> What is needed: Lines of the data that contain the word "BehaviorCounters" are the ones to copy.

> Data to use:
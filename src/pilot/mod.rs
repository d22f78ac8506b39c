//! Pilot registry
//!
//! Per-user state: profile, watch stream, behavioral counters, discovered risk,
//! social proof, exit ramp and performance history. Each pilot's state sits
//! behind a single mutex (see `store::PilotHandle`); all mutation goes through it.

pub mod trade;
pub mod types;
pub mod watch;

use serde::{Deserialize, Serialize};
use std::collections::VecDeque;

use crate::learning::discovery::{BehaviorCounters, RiskDnaDiscovery};
use crate::lifecycle::exit_ramp::ExitRamp;
use crate::social::SocialProof;

pub use trade::{Trade, TradeNarrative, TradeReasoning, TradeRef, TradeSide, TradeStatus};
pub use types::{
    AssetMix, DepositMode, PerformancePoint, Pilot, PilotPreferences, PilotStatus,
    PlainEnglishLevel, TradingStyle,
};
pub use watch::{CommentaryEntry, WatchConfig, WatchStream};

/// Everything the engine tracks for one pilot
#[derive(Debug, Clone, Serialize, Deserialize)]
pub struct PilotState {
    pub pilot: Pilot,
    pub watch: WatchStream,
    #[serde(default)]
    pub behavior: BehaviorCounters,
    #[serde(default)]
    pub discovery: Option<RiskDnaDiscovery>,
    #[serde(default)]
    pub social_proof: Option<SocialProof>,
    #[serde(default)]
    pub exit_ramp: Option<ExitRamp>,
    #[serde(default)]
    pub history: VecDeque<PerformancePoint>,
}

impl PilotState {
    pub fn new(pilot: Pilot, recent_capacity: usize, commentary_capacity: usize) -> Self {
        let watch = WatchStream::new(&pilot.id, recent_capacity, commentary_capacity);
        Self {
            pilot,
            watch,
            behavior: BehaviorCounters::default(),
            discovery: None,
            social_proof: None,
            exit_ramp: None,
            history: VecDeque::new(),
        }
    }

    /// Append a performance point, keeping at most `capacity`
    pub fn push_history(&mut self, point: PerformancePoint, capacity: usize) {
        self.history.push_back(point);
        while self.history.len() > capacity.max(1) {
            self.history.pop_front();
        }
    }
}

/// Read-only view of a pilot returned by `get_snapshot`
#[derive(Debug, Clone, Serialize, Deserialize)]
pub struct PilotSnapshot {
    pub pilot: Pilot,
    pub watch_enabled: bool,
    pub pending_trades: usize,
    pub recent_trades: Vec<Trade>,
    pub history: Vec<PerformancePoint>,
    pub discovery: Option<RiskDnaDiscovery>,
    pub social_proof: Option<SocialProof>,
    pub exit_ramp: Option<ExitRamp>,
}

impl From<&PilotState> for PilotSnapshot {
    fn from(state: &PilotState) -> Self {
        Self {
            pilot: state.pilot.clone(),
            watch_enabled: state.watch.enabled,
            pending_trades: state.watch.pending_trades.len(),
            recent_trades: state.watch.recent_trades.iter().cloned().collect(),
            history: state.history.iter().cloned().collect(),
            discovery: state.discovery.clone(),
            social_proof: state.social_proof.clone(),
            exit_ramp: state.exit_ramp.clone(),
        }
    }
}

> Answer area:
use crate::learning::discovery::{BehaviorCounters, RiskDnaDiscovery};
    pub behavior: BehaviorCounters,
            behavior: BehaviorCounters::default(),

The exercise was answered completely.